Databricks

Leszek · ‎11-17-2021

Hi, I'm running couple of Notebooks in my pipeline and I would like to set fixed value of 'spark.sql.shuffle.partitions' - same value for every notebook. Should I do that by adding spark.conf.set.. code in each Notebook (Runtime SQL configurations are per-session) or is there any other, easier way to set this?

Hubert-Dudek · ‎11-17-2021

Easiest is to use spark config in advanced options in cluster settings:

more info here https://docs.databricks.com/clusters/configure.html#spark-configuration

View solution in original post

Hubert-Dudek · ‎11-17-2021

Easiest is to use spark config in advanced options in cluster settings:

more info here https://docs.databricks.com/clusters/configure.html#spark-configuration

Prabakar · ‎11-17-2021

Setting it either in the notebook or the cluster, both should work. But the better option would be to go with the cluster's spark config.

jose_gonzalez · ‎11-17-2021

Hi @Leszek ,

Like @Hubert Dudek mentioned, I will recommend to add your setting to the cluster Spark configurations.

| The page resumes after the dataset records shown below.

//! Python 绑定模块
//!
//! 提供 PyO3 接口，将游戏状态和计分暴露给 Python

// 允许 PyO3 宏生成的 non-local impl 定义
#![allow(non_local_definitions)]

#[cfg(feature = "python")]
pub mod game_state;

#[cfg(feature = "python")]
use pyo3::prelude::*;

/// 依次执行一组放置（如 `["30_D_D", "31__DD"]`）并计算得分
#[cfg(feature = "python")]
#[pyfunction]
fn score_placements(py: Python, placements: Vec<String>) -> PyResult<PyObject> {
    use crate::board::Board;
    use crate::game::Move;

    let mut board = Board::new();
    for s in &placements {
        let m: Move = s
            .parse()
            .map_err(|e: crate::error::ParseError| PyErr::new::<pyo3::exceptions::PyValueError, _>(e.to_string()))?;
        board = board
            .set(m.position, m.tile)
            .map_err(|e| PyErr::new::<pyo3::exceptions::PyValueError, _>(e.to_string()))?;
    }
    game_state::score_to_dict(py, &crate::scoring::calculate_score(&board))
}

/// Python 模块初始化
#[cfg(feature = "python")]
#[pymodule]
fn route_engine(_py: Python, m: &PyModule) -> PyResult<()> {
    use game_state::PyGameState;

    m.add_class::<PyGameState>()?;
    m.add_function(pyo3::wrap_pyfunction!(score_placements, m)?)?;
    Ok(())
}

The difference between notebook vs cluster, is that:

In the Notebook, the Spark configurations will only apply to the notebook Spark context itself. The Spark configurations only will apply to the notebook
In the cluster, the Spark setting will be global and it will be apply to all the notebooks that are attach to the cluster.

Leszek · ‎11-17-2021

Hi, Thank you all for the tips. I tried before to set this option in Spark Config but didn't work for some reason. Today I tried again and it's working :).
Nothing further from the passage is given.